For these activist, women and mothers, living in air pollution hotspots in the Mpumalanga Highveld region means that these are not just statistics but the damaging reality that they and their children face every day. Human exposure to toxic chemical compounds emitted by coal plants, and other coal-based sources in the area, such as sulphur dioxide, heavy metals like mercury, and fine particulate matter, results in chronic respiratory illnesses such as asthma, bronchitis, and lung cancer, and contributes to strokes, heart attacks, birth defects, and premature death.
It is also the reason they joined the #DeadlyAir case, a landmark constitutional challenge brought by two environmental activist organisations – groundWork and Vukani Environmental Justice Movement in Action (VEJMA) – represented by the Centre for Environmental Rights.

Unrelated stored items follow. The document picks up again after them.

//! Inference error types.
//!
//! All errors implement `std::error::Error` via `thiserror`. Structured logging
//! is the caller's responsibility; these types carry the context needed to build
//! meaningful log entries.

use thiserror::Error;

/// Errors that can occur while talking to a model backend.
#[derive(Debug, Error)]
pub enum InferenceError {
    /// TCP/HTTP connection to the model endpoint failed.
    #[error("connection failed to {endpoint}: {reason}")]
    ConnectionFailed { endpoint: String, reason: String },

    /// The model endpoint did not respond within the configured timeout.
    #[error("inference request timed out after {timeout_secs}s")]
    Timeout { timeout_secs: u64 },

    /// Non-2xx HTTP response from the model endpoint.
    #[error("HTTP {status}: {body}")]
    HttpError { status: u16, body: String },

    /// SSE stream read or event-level error.
    #[error("stream error: {reason}")]
    StreamError { reason: String },

    /// The provider response did not have the expected shape.
    #[error("malformed {provider} response: {reason}")]
    ParseError { provider: String, reason: String },

    /// Provider configuration is missing or invalid.
    #[error("config error: {reason}")]
    ConfigError { reason: String },
}

impl InferenceError {
    pub(crate) fn parse(provider: &str, reason: impl Into<String>) -> Self {
        InferenceError::ParseError {
            provider: provider.to_string(),
            reason: reason.into(),
        }
    }

    /// Extract the error body text, if this is an `HttpError`.
    pub fn error_body(&self) -> Option<&str> {
        match self {
            InferenceError::HttpError { body, .. } => Some(body),
            _ => None,
        }
    }
}
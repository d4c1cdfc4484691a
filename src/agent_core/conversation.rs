//! ConversationHistory: append-only, provider-neutral message history.
//!
//! One history per engine (per session). Tool traffic is appended a round at
//! a time, so a tool-result turn always directly follows the assistant turn
//! that requested those tools.

use crate::inference::types::ToolRequest;

use super::types::{ContentBlock, ConversationTurn, Role, ToolOutcome, TurnContent};

// ─── ConversationHistory ────────────────────────────────────────────────────

#[derive(Debug, Clone, Default)]
pub struct ConversationHistory {
    turns: Vec<ConversationTurn>,
}

impl ConversationHistory {
    pub fn new() -> Self {
        Self::default()
    }

    pub fn turns(&self) -> &[ConversationTurn] {
        &self.turns
    }

    pub fn len(&self) -> usize {
        self.turns.len()
    }

    pub fn is_empty(&self) -> bool {
        self.turns.is_empty()
    }

    pub fn last(&self) -> Option<&ConversationTurn> {
        self.turns.last()
    }

    // ─── Appends ────────────────────────────────────────────────────────

    pub fn push_user(&mut self, text: impl Into<String>) {
        self.turns.push(ConversationTurn::user_text(text));
    }

    pub fn push_assistant(&mut self, text: impl Into<String>) {
        self.turns.push(ConversationTurn::assistant_text(text));
    }

    /// Append one tool round: the assistant turn carrying the requests
    /// (preceded by any text the model emitted), then the synthetic user turn
    /// carrying one result per request, in request order.
    pub fn push_tool_round(
        &mut self,
        text: &str,
        requests: &[ToolRequest],
        outcomes: &[ToolOutcome],
    ) {
        debug_assert_eq!(requests.len(), outcomes.len());

        let mut blocks = Vec::with_capacity(requests.len() + 1);
        if !text.is_empty() {
            blocks.push(ContentBlock::Text {
                text: text.to_string(),
            });
        }
        blocks.extend(requests.iter().map(|r| ContentBlock::ToolRequest {
            id: r.id.clone(),
            name: r.name.clone(),
            arguments: r.arguments.clone(),
        }));

        let results = requests
            .iter()
            .zip(outcomes)
            .map(|(r, outcome)| ContentBlock::ToolResult {
                request_id: r.id.clone(),
                outcome: outcome.clone(),
            })
            .collect();

        self.turns.push(ConversationTurn {
            role: Role::Assistant,
            content: TurnContent::Blocks(blocks),
        });
        self.turns.push(ConversationTurn {
            role: Role::User,
            content: TurnContent::Blocks(results),
        });
    }

    /// Whether every tool-result turn answers exactly the requests of the
    /// assistant turn right before it.
    pub fn is_well_formed(&self) -> bool {
        self.turns.iter().enumerate().all(|(i, turn)| {
            let answered = turn.tool_result_ids();
            if answered.is_empty() {
                return true;
            }
            match i.checked_sub(1).map(|p| &self.turns[p]) {
                Some(prev) => prev.role == Role::Assistant && prev.tool_request_ids() == answered,
                None => false,
            }
        })
    }
}

// ─── Tests ──────────────────────────────────────────────────────────────────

The #DeadlyAir case, which aims to protect residents’ constitutional rights and to hold the South African government accountable for the poor air quality in the region, was heard last year in the Pretoria High Court. To date no judgment has been handed down
“It’s unfair for any mother to lose their child because the government and private companies refuse to do the right thing. The gases affect babies and pregnant mothers. I had a baby in 2018 and he seemed fine and one morning a month after he was born, he passed on” Sharon, Embalenhle, Mpumalanga Province, South Africa
“Pfulu has had asthma since he was a few months old. He breathes loudly and sometimes you can see he is struggling. I don’t have money to take him to doctors because they ask for R700 per session and he gets sick often. I just want him to be like other children” Winnie, Phola, Mpumalanga Province, South Africa
“When they [the mines] blast, they don’t let the community know so that they can keep the children indoors – we just see the dust, and have to run and find the children and take them inside the house. My children’s (health) issues are so serious that sometimes they both get sick on the same day, so I have to be with them for 24 hours – even at night I have to sleep with them because they are not well” Cebile, Emalahleni, Mpumalanga Province, South Africa
“When they blast the air blows our way and we are affected because our children are always sick. If you look inside my fridge, it is full of medicine. I am a single parent with no money to always be taking my children to a doctor. It is better for these mines to leave because they never consulted us in the first place before they mined and not that we are getting sick they are not helping us” Prudence, Ogies, Mpumalanga Province, South Africa
“When my four-year-old child was born, he was underweight and had a bronchitis problem. I had to move him from here to another place, but since he has moved from here, he’s a bit better. He does not suffer as he was suffering before. And I think the problem was the dust and the air that we’re breathing” Ntombi, Ogies, Mpumalanga Province, South Africa
“I’m an activist! I joined this case because it was too hard looking at my son suffering with his coughing. Must we now relocate from our area because of air pollution? No. We have to do something” Promise, Emalahleni, Mpumalanga Province, South Africa
These women activists are fighting for their children’s constitutional right to breathe clean air.